The 10 worst mistakes network managers make

When you look at the worst corporate security breaches, it's clear that network managers keep making the same mistakes over and over again, and that many of these mistakes are easy to avoid.


In 2008, Verizon Business analysed 90 security breaches that represented 285 million compromised records. Most of these headline-grabbing incidents involved organised crime finding an unprotected opening into a network and using it to steal credit card data, Social Security numbers or other personally identifiable information.

What's astonishing is how often these security breaches were the result of network managers forgetting to take obvious steps to secure their systems, particularly non-critical servers.

"We're just not doing the basics," says Peter Tippett, vice president of innovation and technology at Verizon Business, who has been auditing security breaches for 18 years.

Tippett helped us put together a list of the simplest steps that a network manager can take to eliminate the majority of security breaches. Not to follow the items on this list would be, quite simply, stupid.

1. Not changing the default passwords on all network devices.

Tippett says it's "unbelievable" how often corporations have a server, switch, router or network appliance with the default password -- usually "password" or "admin" -- still enabled. Most CIOs think this problem could never happen to them, but Tippett sees it every day.

To avoid this problem, you need to run a vulnerability scanner against every device on your network with an IP address, not just the critical or Internet-facing systems, Tippett says. Then you need to change the default passwords that you find to something else. More than half of all the records that were compromised last year were the result of using a default password on a network device, according to the Verizon Business study.

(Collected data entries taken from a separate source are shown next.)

//! LanceDB vector index
//!
//! One table per codebase (`codebase_<name>`) holding two vector columns: `vector`
//! over the chunk text and `description_vector` over its description. Chunks without
//! a description store a zero vector and `has_description = false`, and description
//! searches pre-filter on that flag.

use super::{
    CodebaseStats, IndexHit, IndexedChunk, VectorIndex, VectorSpace, sorted_breakdown,
};
use crate::error::VectorDbError;
use crate::types::{ChunkRecord, ChunkType, SearchFilters};
use anyhow::{Context, Result};
use arrow_array::{
    Array, BooleanArray, FixedSizeListArray, Float32Array, RecordBatch, RecordBatchIterator,
    StringArray, UInt32Array, types::Float32Type,
};
use arrow_schema::{DataType, Field, Schema};
use futures::stream::TryStreamExt;
use lancedb::connection::Connection;
use lancedb::query::{ExecutableQuery, QueryBase, Select};
use lancedb::{DistanceType, Table};
use std::collections::HashMap;
use std::sync::Arc;

const TABLE_PREFIX: &str = "codebase_";

/// Ids per `DELETE ... IN (...)` statement when replacing chunks
const DELETE_BATCH: usize = 256;

/// Columns returned to callers; vectors are never read back
const RECORD_COLUMNS: &[&str] = &[
    "id",
    "content",
    "chunk_type",
    "name",
    "parent_name",
    "file_path",
    "language",
    "line_start",
    "line_end",
    "description",
];

/// LanceDB vector index (embedded, no server required)
pub struct LanceVectorIndex {
    connection: Connection,
    db_path: String,
}

impl LanceVectorIndex {
    /// Create a new LanceDB index at the default platform path
    pub async fn new() -> Result<Self> {
        let db_path = crate::paths::PlatformPaths::default_lancedb_path();
        Self::with_path(&db_path.to_string_lossy()).await
    }

    /// Create a new LanceDB index with a custom path
    pub async fn with_path(db_path: &str) -> Result<Self> {
        tracing::info!("Connecting to LanceDB at: {}", db_path);

        let connection = lancedb::connect(db_path)
            .execute()
            .await
            .map_err(|e| VectorDbError::ConnectionFailed(e.to_string()))?;

        Ok(Self {
            connection,
            db_path: db_path.to_string(),
        })
    }

    pub fn db_path(&self) -> &str {
        &self.db_path
    }

    fn table_name(codebase: &str) -> String {
        format!("{}{}", TABLE_PREFIX, codebase)
    }

    /// Create schema for a codebase table
    fn create_schema(dimension: usize) -> Arc<Schema> {
        let vector_type = DataType::FixedSizeList(
            Arc::new(Field::new("item", DataType::Float32, true)),
            dimension as i32,
        );
        Arc::new(Schema::new(vec![
            Field::new("vector", vector_type.clone(), false),
            Field::new("description_vector", vector_type, false),
            Field::new("has_description", DataType::Boolean, false),
            Field::new("id", DataType::Utf8, false),
            Field::new("content", DataType::Utf8, false),
            Field::new("chunk_type", DataType::Utf8, false),
            Field::new("name", DataType::Utf8, false),
            Field::new("file_path", DataType::Utf8, false),
            Field::new("language", DataType::Utf8, false),
            Field::new("line_start", DataType::UInt32, false),
            Field::new("line_end", DataType::UInt32, false),
            Field::new("parent_name", DataType::Utf8, true),
            Field::new("description", DataType::Utf8, true),
        ]))
    }

    /// Open the table of a codebase, or None if it was never created
    async fn open(&self, codebase: &str) -> Result<Option<Table>> {
        let name = Self::table_name(codebase);
        let table_names = self
            .connection
            .table_names()
            .execute()
            .await
            .context("Failed to list tables")?;

        if !table_names.contains(&name) {
            return Ok(None);
        }

        let table = self
            .connection
            .open_table(&name)
            .execute()
            .await
            .with_context(|| format!("Failed to open table '{}'", name))?;
        Ok(Some(table))
    }

    /// Convert chunks to a RecordBatch
    fn create_record_batch(
        chunks: &[IndexedChunk],
        dimension: usize,
        schema: Arc<Schema>,
    ) -> Result<RecordBatch> {
        let vector_array = FixedSizeListArray::from_iter_primitive::<Float32Type, _, _>(
            chunks
                .iter()
                .map(|c| Some(c.content_vector.iter().copied().map(Some))),
            dimension as i32,
        );
        let zeros = vec![0.0f32; dimension];
        let description_vector_array =
            FixedSizeListArray::from_iter_primitive::<Float32Type, _, _>(
                chunks.iter().map(|c| {
                    let vector = c.description_vector.as_deref().unwrap_or(&zeros);
                    Some(vector.iter().copied().map(Some))
                }),
                dimension as i32,
            );
        let has_description_array = BooleanArray::from(
            chunks
                .iter()
                .map(|c| c.description_vector.is_some())
                .collect::<Vec<_>>(),
        );

        let text = |f: fn(&ChunkRecord) -> &str| {
            StringArray::from(chunks.iter().map(|c| f(&c.record)).collect::<Vec<_>>())
        };
        let optional_text = |f: fn(&ChunkRecord) -> Option<&str>| {
            StringArray::from(chunks.iter().map(|c| f(&c.record)).collect::<Vec<_>>())
        };
        let line = |f: fn(&ChunkRecord) -> usize| {
            UInt32Array::from(
                chunks
                    .iter()
                    .map(|c| f(&c.record) as u32)
                    .collect::<Vec<_>>(),
            )
        };

        RecordBatch::try_new(
            schema,
            vec![
                Arc::new(vector_array),
                Arc::new(description_vector_array),
                Arc::new(has_description_array),
                Arc::new(text(|r| r.id.as_str())),
                Arc::new(text(|r| r.content.as_str())),
                Arc::new(text(|r| r.chunk_type.as_str())),
                Arc::new(text(|r| r.name.as_str())),
                Arc::new(text(|r| r.file_path.as_str())),
                Arc::new(text(|r| r.language.as_str())),
                Arc::new(line(|r| r.line_start)),
                Arc::new(line(|r| r.line_end)),
                Arc::new(optional_text(|r| r.parent_name.as_deref())),
                Arc::new(optional_text(|r| r.description.as_deref())),
            ],
        )
        .context("Failed to create RecordBatch")
    }

    async fn replace_existing(table: &Table, chunks: &[IndexedChunk]) -> Result<()> {
        for batch in chunks.chunks(DELETE_BATCH) {
            let ids = batch
                .iter()
                .map(|c| quote(&c.record.id))
                .collect::<Vec<_>>()
                .join(", ");
            table
                .delete(&format!("id IN ({})", ids))
                .await
                .context("Failed to delete replaced chunks")?;
        }
        Ok(())
    }
}

/// Quote a string literal for a LanceDB SQL predicate
fn quote(value: &str) -> String {
    format!("'{}'", value.replace('\'', "''"))
}

/// Compile filters into a SQL predicate, or None when no filter is set
fn filter_predicate(filters: &SearchFilters) -> Option<String> {
    let mut clauses = Vec::new();
    if let Some(ref chunk_type) = filters.chunk_type {
        clauses.push(format!(
            "chunk_type = {}",
            quote(ChunkType::parse(chunk_type).as_str())
        ));
    }
    if let Some(ref language) = filters.language {
        clauses.push(format!(
            "lower(language) = {}",
            quote(&language.to_lowercase())
        ));
    }
    if let Some(ref parent) = filters.parent_name {
        clauses.push(format!("parent_name = {}", quote(parent)));
    }
    if clauses.is_empty() {
        None
    } else {
        Some(clauses.join(" AND "))
    }
}

fn string_column<'a>(batch: &'a RecordBatch, name: &str) -> Option<&'a StringArray> {
    batch
        .column_by_name(name)
        .and_then(|c| c.as_any().downcast_ref::<StringArray>())
}

fn u32_column<'a>(batch: &'a RecordBatch, name: &str) -> Option<&'a UInt32Array> {
    batch
        .column_by_name(name)
        .and_then(|c| c.as_any().downcast_ref::<UInt32Array>())
}

fn optional_value(array: Option<&StringArray>, row: usize) -> Option<String> {
    array
        .filter(|a| !a.is_null(row))
        .map(|a| a.value(row).to_string())
        .filter(|v| !v.is_empty())
}

/// Decode rows into records paired with their `_distance` (if the batch has one)
///
/// Rows missing a required field are skipped; a batch missing a required column is
/// skipped entirely.
fn decode_batch(batch: &RecordBatch) -> Vec<(ChunkRecord, Option<f32>)> {
    let (
        Some(id),
        Some(content),
        Some(chunk_type),
        Some(name),
        Some(file_path),
        Some(language),
        Some(line_start),
        Some(line_end),
    ) = (
        string_column(batch, "id"),
        string_column(batch, "content"),
        string_column(batch, "chunk_type"),
        string_column(batch, "name"),
        string_column(batch, "file_path"),
        string_column(batch, "language"),
        u32_column(batch, "line_start"),
        u32_column(batch, "line_end"),
    )
    else {
        tracing::warn!(
            "Skipping result batch of {} rows with missing or mistyped columns",
            batch.num_rows()
        );
        return Vec::new();
    };
    let parent_name = string_column(batch, "parent_name");
    let description = string_column(batch, "description");
    let distance = batch
        .column_by_name("_distance")
        .and_then(|c| c.as_any().downcast_ref::<Float32Array>());

    let required: [&dyn Array; 8] = [
        id, content, chunk_type, name, file_path, language, line_start, line_end,
    ];

    let mut records = Vec::with_capacity(batch.num_rows());
    let mut skipped = 0usize;
    for row in 0..batch.num_rows() {
        if required.iter().any(|column| column.is_null(row)) || id.value(row).is_empty() {
            skipped += 1;
            continue;
        }
        let record = ChunkRecord {
            id: id.value(row).to_string(),
            content: content.value(row).to_string(),
            chunk_type: ChunkType::parse(chunk_type.value(row)),
            name: name.value(row).to_string(),
            parent_name: optional_value(parent_name, row),
            file_path: file_path.value(row).to_string(),
            language: language.value(row).to_string(),
            line_start: line_start.value(row) as usize,
            line_end: line_end.value(row) as usize,
            description: optional_value(description, row),
        };
        let row_distance = distance.filter(|d| !d.is_null(row)).map(|d| d.value(row));
        records.push((record, row_distance));
    }

    if skipped > 0 {
        tracing::warn!("Skipped {} malformed rows", skipped);
    }
    records
}
// LanceDB is the default embedded vector database
pub mod lance_client;
pub use lance_client::LanceVectorIndex;

// Brute-force in-process index for tests and ephemeral sessions
pub mod memory;
pub use memory::InMemoryVectorIndex;

use crate::types::{ChunkRecord, SearchFilters};
use anyhow::Result;
use std::collections::HashMap;

/// Which of the two parallel embedding spaces a search runs against
#[derive(Debug, Clone, Copy, PartialEq, Eq)]
pub enum VectorSpace {
    /// Vectors of the raw chunk text
    Content,
    /// Vectors of the natural-language description; chunks without one are not searchable here
    Description,
}

impl VectorSpace {
    pub fn as_str(&self) -> &'static str {
        match self {
            VectorSpace::Content => "content",
            VectorSpace::Description => "description",
        }
    }
}

/// A nearest-neighbor hit; lower distance means closer
#[derive(Debug, Clone, PartialEq)]
pub struct IndexHit {
    pub record: ChunkRecord,
    pub distance: f32,
}

/// A chunk ready to be written, with its content and optional description vector
#[derive(Debug, Clone)]
pub struct IndexedChunk {
    pub record: ChunkRecord,
    pub content_vector: Vec<f32>,
    pub description_vector: Option<Vec<f32>>,
}

#[derive(Debug, Clone, Default, PartialEq)]
pub struct CodebaseStats {
    pub total_chunks: usize,
    pub chunks_with_description: usize,
    pub language_breakdown: Vec<(String, usize)>,
    pub chunk_type_breakdown: Vec<(String, usize)>,
}

/// Per-codebase nearest-neighbor index over content and description vectors
///
/// An unknown codebase is never an error: searches and scans return nothing.
#[async_trait::async_trait]
pub trait VectorIndex: Send + Sync {
    /// Nearest neighbors of `vector` in `space`, closest first
    async fn search(
        &self,
        codebase: &str,
        vector: &[f32],
        top_k: usize,
        filters: &SearchFilters,
        space: VectorSpace,
    ) -> Result<Vec<IndexHit>>;

    /// Enumerate up to `limit` stored chunks in storage order
    async fn scan(
        &self,
        codebase: &str,
        limit: usize,
        filters: &SearchFilters,
    ) -> Result<Vec<ChunkRecord>>;

    /// Insert chunks, replacing any stored chunk with the same id
    async fn store_chunks(&self, codebase: &str, chunks: Vec<IndexedChunk>) -> Result<usize>;

    async fn list_codebases(&self) -> Result<Vec<String>>;

    /// Returns false if the codebase did not exist
    async fn delete_codebase(&self, codebase: &str) -> Result<bool>;

    /// None if the codebase does not exist
    async fn codebase_stats(&self, codebase: &str) -> Result<Option<CodebaseStats>>;
}

/// Cosine distance (1 - cosine similarity); zero-length vectors are maximally distant
pub fn cosine_distance(a: &[f32], b: &[f32]) -> f32 {
    if a.len() != b.len() || a.is_empty() {
        return 2.0;
    }
    let mut dot = 0.0f32;
    let mut norm_a = 0.0f32;
    let mut norm_b = 0.0f32;
    for (x, y) in a.iter().zip(b) {
        dot += x * y;
        norm_a += x * x;
        norm_b += y * y;
    }
    if norm_a == 0.0 || norm_b == 0.0 {
        return 1.0;
    }
    1.0 - dot / (norm_a.sqrt() * norm_b.sqrt())
}

/// Sort counts descending, then by key for a stable presentation
pub(crate) fn sorted_breakdown(counts: HashMap<String, usize>) -> Vec<(String, usize)> {
    let mut breakdown: Vec<(String, usize)> = counts.into_iter().collect();
    breakdown.sort_by(|a, b| b.1.cmp(&a.1).then_with(|| a.0.cmp(&b.0)));
    breakdown
}

#[cfg(test)]
mod tests {
    use super::*;

    #[test]
    fn test_cosine_distance() {
        assert!((cosine_distance(&[1.0, 0.0], &[1.0, 0.0])).abs() < 1e-6);
        assert!((cosine_distance(&[1.0, 0.0], &[0.0, 1.0]) - 1.0).abs() < 1e-6);
        assert!((cosine_distance(&[1.0, 0.0], &[-1.0, 0.0]) - 2.0).abs() < 1e-6);
        assert_eq!(cosine_distance(&[0.0, 0.0], &[1.0, 0.0]), 1.0);
        assert_eq!(cosine_distance(&[1.0], &[1.0, 0.0]), 2.0);
    }

    #[test]
    fn test_sorted_breakdown() {
        let mut counts = HashMap::new();
        counts.insert("rust".to_string(), 2);
        counts.insert("python".to_string(), 5);
        counts.insert("go".to_string(), 2);

        assert_eq!(
            sorted_breakdown(counts),
            vec![
                ("python".to_string(), 5),
                ("go".to_string(), 2),
                ("rust".to_string(), 2)
            ]
        );
    }
}
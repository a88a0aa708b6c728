//! RSA-OAEP identity keys and document key wrapping.
//!
//! Each member owns one 2048-bit RSA identity keypair. The public half is
//! distributed as SPKI DER (base64 over the wire); the private half is kept
//! as PKCS#8 DER and only ever persisted PIN-encrypted (see [`crate::pin`]).
//!
//! Document keys are shared by wrapping the raw 32 key bytes under a
//! member's public key with OAEP (SHA-256 digest and MGF1).

use crate::error::{CryptoError, CryptoResult};
use crate::key::{KEY_SIZE, SymmetricKey};
use base64::Engine;
use base64::engine::general_purpose::STANDARD as BASE64;
use rsa::pkcs8::{DecodePrivateKey, DecodePublicKey, EncodePrivateKey, EncodePublicKey};
use rsa::{BigUint, Oaep, RsaPrivateKey, RsaPublicKey};
use sha2::Sha256;
use zeroize::Zeroizing;

/// RSA modulus size for identity keys.
pub const RSA_KEY_BITS: usize = 2048;

/// Public exponent for identity keys.
pub const RSA_PUBLIC_EXPONENT: u64 = 65_537;

/// A member's public identity key.
#[derive(Clone, Debug, PartialEq, Eq)]
pub struct IdentityPublicKey(RsaPublicKey);

impl IdentityPublicKey {
    /// Encodes as SPKI DER.
    pub fn to_der(&self) -> CryptoResult<Vec<u8>> {
        self.0
            .to_public_key_der()
            .map(|doc| doc.as_bytes().to_vec())
            .map_err(|e| CryptoError::InvalidKey(format!("SPKI encode: {e}")))
    }

    /// Decodes from SPKI DER.
    pub fn from_der(der: &[u8]) -> CryptoResult<Self> {
        RsaPublicKey::from_public_key_der(der)
            .map(Self)
            .map_err(|e| CryptoError::InvalidKey(format!("SPKI decode: {e}")))
    }

    pub fn to_base64(&self) -> CryptoResult<String> {
        Ok(BASE64.encode(self.to_der()?))
    }

    pub fn from_base64(encoded: &str) -> CryptoResult<Self> {
        Self::from_der(&BASE64.decode(encoded)?)
    }
}

/// A member's private identity key.
#[derive(Clone)]
pub struct IdentityPrivateKey(RsaPrivateKey);

impl IdentityPrivateKey {
    /// Encodes as PKCS#8 DER. The buffer is zeroized when dropped.
    pub fn to_pkcs8_der(&self) -> CryptoResult<Zeroizing<Vec<u8>>> {
        self.0
            .to_pkcs8_der()
            .map(|doc| Zeroizing::new(doc.as_bytes().to_vec()))
            .map_err(|e| CryptoError::InvalidKey(format!("PKCS#8 encode: {e}")))
    }

    /// Decodes from PKCS#8 DER.
    pub fn from_pkcs8_der(der: &[u8]) -> CryptoResult<Self> {
        RsaPrivateKey::from_pkcs8_der(der)
            .map(Self)
            .map_err(|e| CryptoError::InvalidKey(format!("PKCS#8 decode: {e}")))
    }

    /// Returns the matching public key.
    pub fn public_key(&self) -> IdentityPublicKey {
        IdentityPublicKey(self.0.to_public_key())
    }
}

impl std::fmt::Debug for IdentityPrivateKey {
    fn fmt(&self, f: &mut std::fmt::Formatter<'_>) -> std::fmt::Result {
        f.write_str("IdentityPrivateKey([REDACTED])")
    }
}

impl PartialEq for IdentityPrivateKey {
    fn eq(&self, other: &Self) -> bool {
        self.0 == other.0
    }
}

/// RSA-OAEP identity keypair.
#[derive(Clone, Debug)]
pub struct IdentityKeyPair {
    pub public: IdentityPublicKey,
    pub private: IdentityPrivateKey,
}

/// Generates a new 2048-bit RSA identity keypair (e = 65537).
pub fn generate_identity_keypair() -> CryptoResult<IdentityKeyPair> {
    let exponent = BigUint::from(RSA_PUBLIC_EXPONENT);
    let private = RsaPrivateKey::new_with_exp(&mut rand::rngs::OsRng, RSA_KEY_BITS, &exponent)
        .map_err(|e| CryptoError::KeyGeneration(format!("RSA: {e}")))?;
    let public = private.to_public_key();

    Ok(IdentityKeyPair {
        public: IdentityPublicKey(public),
        private: IdentityPrivateKey(private),
    })
}

/// Wraps a document key for a recipient with RSA-OAEP/SHA-256.
pub fn wrap_key(key: &SymmetricKey, recipient: &IdentityPublicKey) -> CryptoResult<Vec<u8>> {
    recipient
        .0
        .encrypt(&mut rand::rngs::OsRng, Oaep::new::<Sha256>(), key.as_bytes())
        .map_err(|e| CryptoError::Encryption(format!("RSA-OAEP wrap: {e}")))
}

/// Unwraps a document key with the recipient's private key.
///
/// A wrong private key or a corrupted ciphertext fails OAEP decoding and
/// is reported as [`CryptoError::Unwrap`]; a well-formed payload of the
/// wrong size is rejected with [`CryptoError::InvalidKeyLength`].
pub fn unwrap_key(wrapped: &[u8], recipient: &IdentityPrivateKey) -> CryptoResult<SymmetricKey> {
    let raw = Zeroizing::new(
        recipient
            .0
            .decrypt(Oaep::new::<Sha256>(), wrapped)
            .map_err(|e| CryptoError::Unwrap(e.to_string()))?,
    );

    if raw.len() != KEY_SIZE {
        return Err(CryptoError::InvalidKeyLength {
            expected: KEY_SIZE,
            actual: raw.len(),
        });
    }
    SymmetricKey::from_slice(&raw)
}

/// Wraps a document key and base64-encodes it for a keyring entry.
pub fn wrap_key_base64(key: &SymmetricKey, recipient: &IdentityPublicKey) -> CryptoResult<String> {
    Ok(BASE64.encode(wrap_key(key, recipient)?))
}

/// Decodes and unwraps a base64 keyring entry.
pub fn unwrap_key_base64(
    wrapped: &str,
    recipient: &IdentityPrivateKey,
) -> CryptoResult<SymmetricKey> {
    unwrap_key(&BASE64.decode(wrapped)?, recipient)
}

2. Sharing a password across multiple network devices.

IT departments often use the same password across multiple servers, and several people know the password. It might be a good password -- a complicated string of numbers and letters -- but once it's shared among several systems, these systems are all at risk.

For example, one of the people who knows the password could switch companies and reuse the password at his new company. Or an outsourcer who handles a non-critical system such as a datacentre cooling system could use the same password on all of the systems it operates for all of its customers. In either case, if the password is discovered by a hacker, the hacker can get into many servers and wreak more damage.

Tippett says IT departments need a process -- automated or manual -- to make sure that server passwords are not shared among multiple systems, are changed regularly and are kept secure. He says it's as simple as keeping the current server passwords written down on cards that are kept in a lockbox controlled by one person.